▶ DATA RECORDS

_ _ _

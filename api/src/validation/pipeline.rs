use std::sync::Arc;

use shared::{FieldMap, RequestContext, ValidationResult};

use super::hooks::Flow;
use super::rules::EndpointSpec;
use super::sanitizers;
use super::validators;
use crate::audit::{AuditRecord, AuditSink, TracingAuditSink};
use crate::credentials::{BreachChecker, BreachCorpus, CredentialStore, InMemoryCredentialStore};
use crate::error::PipelineError;
use crate::metrics;
use crate::rate_limit::{InMemoryRateLimitStore, RateLimitPolicy, RateLimitStore};
use crate::records::{InMemoryRecordStore, RecordStore};

/// External services the pipeline delegates to.
#[derive(Clone)]
pub struct Collaborators {
    pub records: Arc<dyn RecordStore>,
    pub credentials: Arc<dyn CredentialStore>,
    pub breaches: Arc<dyn BreachChecker>,
    pub rate_limits: Arc<dyn RateLimitStore>,
    pub audit: Arc<dyn AuditSink>,
    pub limits: RateLimitPolicy,
}

impl Collaborators {
    /// Process-local stores, the built-in breach list and tracing audit.
    pub fn in_memory() -> Self {
        Self {
            records: Arc::new(InMemoryRecordStore::new()),
            credentials: Arc::new(InMemoryCredentialStore::new()),
            breaches: Arc::new(BreachCorpus::with_common_passwords()),
            rate_limits: Arc::new(InMemoryRateLimitStore::new()),
            audit: Arc::new(TracingAuditSink),
            limits: RateLimitPolicy::default(),
        }
    }

    pub fn with_records(mut self, records: Arc<dyn RecordStore>) -> Self {
        self.records = records;
        self
    }

    pub fn with_credentials(mut self, credentials: Arc<dyn CredentialStore>) -> Self {
        self.credentials = credentials;
        self
    }

    pub fn with_breaches(mut self, breaches: Arc<dyn BreachChecker>) -> Self {
        self.breaches = breaches;
        self
    }

    pub fn with_rate_limits(mut self, rate_limits: Arc<dyn RateLimitStore>) -> Self {
        self.rate_limits = rate_limits;
        self
    }

    pub fn with_audit(mut self, audit: Arc<dyn AuditSink>) -> Self {
        self.audit = audit;
        self
    }

    pub fn with_limits(mut self, limits: RateLimitPolicy) -> Self {
        self.limits = limits;
        self
    }
}

pub struct ValidationPipeline {
    deps: Collaborators,
}

impl ValidationPipeline {
    pub fn new(deps: Collaborators) -> Self {
        Self { deps }
    }

    pub fn collaborators(&self) -> &Collaborators {
        &self.deps
    }

    /// Defaults, sanitize (unless the endpoint opts out), field rules, hooks.
    /// Field and hook failures come back as `Invalid`; only collaborator
    /// failures are errors.
    pub async fn run(
        &self,
        raw: &FieldMap,
        spec: &EndpointSpec,
        ctx: &RequestContext,
    ) -> Result<ValidationResult, PipelineError> {
        let prepared = spec.apply_defaults(raw);
        let sanitized = if spec.sanitizes() {
            sanitizers::sanitize_fields(&prepared)
        } else {
            prepared
        };

        let (mut errors, values) =
            validators::validate_fields(&sanitized, spec, ctx, &self.deps).await?;

        for hook in spec.hooks() {
            let flow = hook.check(&sanitized, ctx, &self.deps, &mut errors).await?;
            if flow == Flow::Halt {
                tracing::debug!(endpoint = spec.name, hook = hook.name(), "hook halted");
                break;
            }
        }

        metrics::record_validation(spec.name, errors.is_empty());

        if errors.is_empty() {
            tracing::debug!(endpoint = spec.name, fields = values.len(), "request validated");
            return Ok(ValidationResult::Valid(values));
        }

        self.deps
            .audit
            .warn(&AuditRecord::validation_failed(spec.name, ctx, &errors, &sanitized));
        Ok(ValidationResult::Invalid(errors))
    }
}

#[cfg(test)]
mod tests {
    use super::*;
    use crate::audit::RecordingAuditSink;
    use crate::validation::hooks::{PostValidator, SuspiciousContentCheck};
    use crate::validation::rules::{FieldSpec, Rule};
    use async_trait::async_trait;
    use shared::{DependencyError, ErrorBag, FieldValue};

    struct AlwaysFails;

    #[async_trait]
    impl PostValidator for AlwaysFails {
        fn name(&self) -> &'static str {
            "always_fails"
        }

        async fn check(
            &self,
            _input: &FieldMap,
            _ctx: &RequestContext,
            _deps: &Collaborators,
            errors: &mut ErrorBag,
        ) -> Result<Flow, PipelineError> {
            errors.add("extra", "should not run");
            Ok(Flow::Continue)
        }
    }

    struct BrokenRecords;

    #[async_trait]
    impl RecordStore for BrokenRecords {
        async fn exists(&self, _: &str, _: &str, _: &str) -> Result<bool, DependencyError> {
            Err(DependencyError::unavailable("record store", "connection refused"))
        }

        async fn is_unique(
            &self,
            _: &str,
            _: &str,
            _: &str,
            _: Option<i64>,
        ) -> Result<bool, DependencyError> {
            Err(DependencyError::unavailable("record store", "connection refused"))
        }
    }

    fn input(pairs: &[(&str, &str)]) -> FieldMap {
        pairs
            .iter()
            .map(|(k, v)| (k.to_string(), FieldValue::string(*v)))
            .collect()
    }

    #[tokio::test]
    async fn test_valid_result_holds_only_declared_sanitized_fields() {
        let spec = EndpointSpec::new("t")
            .field(FieldSpec::new("name", vec![Rule::Required, Rule::String]))
            .default_value("limit", 20i64);
        let pipeline = ValidationPipeline::new(Collaborators::in_memory());

        let result = pipeline
            .run(
                &input(&[("name", " <b>Jane</b> "), ("role", "owner")]),
                &spec,
                &RequestContext::new("127.0.0.1"),
            )
            .await
            .unwrap();

        let fields = result.fields().unwrap();
        assert_eq!(fields.len(), 1);
        assert_eq!(fields["name"], FieldValue::string("Jane"));
    }

    #[tokio::test]
    async fn test_halt_stops_later_hooks_and_audits() {
        let spec = EndpointSpec::new("register")
            .field(FieldSpec::new("name", vec![Rule::Required, Rule::String]))
            .hook(SuspiciousContentCheck::registration())
            .hook(AlwaysFails);
        let audit = Arc::new(RecordingAuditSink::new());
        let pipeline =
            ValidationPipeline::new(Collaborators::in_memory().with_audit(audit.clone()));

        let mut raw = input(&[("name", "Bot Account")]);
        raw.insert("password".into(), FieldValue::string("Secret#123"));
        let result = pipeline
            .run(&raw, &spec, &RequestContext::new("10.1.1.1").with_route("POST", "/register"))
            .await
            .unwrap();

        let errors = result.errors().unwrap();
        assert!(errors.has("name"));
        assert!(!errors.has("extra"));

        let records = audit.records();
        assert_eq!(records.len(), 1);
        assert_eq!(records[0].endpoint, "register");
        assert_eq!(records[0].input["password"], FieldValue::string("[REDACTED]"));
    }

    #[tokio::test]
    async fn test_record_store_failure_propagates() {
        let spec = EndpointSpec::new("t").field(FieldSpec::new(
            "plan",
            vec![Rule::Exists {
                table: "membership_plans",
                column: "id",
            }],
        ));
        let pipeline = ValidationPipeline::new(
            Collaborators::in_memory().with_records(Arc::new(BrokenRecords)),
        );

        let err = pipeline
            .run(&input(&[("plan", "3")]), &spec, &RequestContext::new("127.0.0.1"))
            .await
            .unwrap_err();
        assert!(matches!(err, PipelineError::Dependency(_)));
    }
}
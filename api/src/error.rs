use axum::{
    http::{header, HeaderValue, StatusCode},
    response::{IntoResponse, Response},
    Json,
};
use chrono::{SecondsFormat, Utc};
use serde::Serialize;
use shared::DependencyError;
use thiserror::Error;
use uuid::Uuid;

/// Failures that escape the validation pipeline. Everything a client can fix
/// is reported as an `Invalid` result instead.
#[derive(Error, Debug)]
pub enum PipelineError {
    #[error(transparent)]
    Dependency(#[from] DependencyError),
}

#[derive(Debug)]
pub struct ApiError {
    status: StatusCode,
    error: String,
    message: String,
}

#[derive(Debug, Serialize)]
struct ErrorResponse {
    error: String,
    message: String,
    code: u16,
    timestamp: String,
    correlation_id: String,
}

impl ApiError {
    pub fn new(status: StatusCode, error: impl Into<String>, message: impl Into<String>) -> Self {
        Self {
            status,
            error: error.into(),
            message: message.into(),
        }
    }

    pub fn unauthorized(message: impl Into<String>) -> Self {
        Self::new(StatusCode::UNAUTHORIZED, "Unauthorized", message)
    }

    pub fn unavailable(message: impl Into<String>) -> Self {
        Self::new(StatusCode::SERVICE_UNAVAILABLE, "DependencyUnavailable", message)
    }

    pub fn status(&self) -> StatusCode {
        self.status
    }
}

impl From<PipelineError> for ApiError {
    fn from(err: PipelineError) -> Self {
        match err {
            PipelineError::Dependency(dep) => {
                tracing::error!(service = dep.service(), error = %dep, "validation dependency failed");
                Self::unavailable(format!(
                    "{} is temporarily unavailable, please retry",
                    dep.service()
                ))
            }
        }
    }
}

impl IntoResponse for ApiError {
    fn into_response(self) -> Response {
        let correlation_id = Uuid::new_v4().to_string();
        let payload = ErrorResponse {
            error: self.error,
            message: self.message,
            code: self.status.as_u16(),
            timestamp: Utc::now().to_rfc3339_opts(SecondsFormat::Secs, true),
            correlation_id: correlation_id.clone(),
        };

        let mut response = (self.status, Json(payload)).into_response();
        if let Ok(value) = HeaderValue::from_str(&correlation_id) {
            response.headers_mut().insert(header::HeaderName::from_static("x-correlation-id"), value);
        }
        response
    }
}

_ _ _

Copy each line of the entries that includes the word "IntoResponse".

▶ TASK RESULT
    response::{IntoResponse, Response},
impl IntoResponse for ApiError {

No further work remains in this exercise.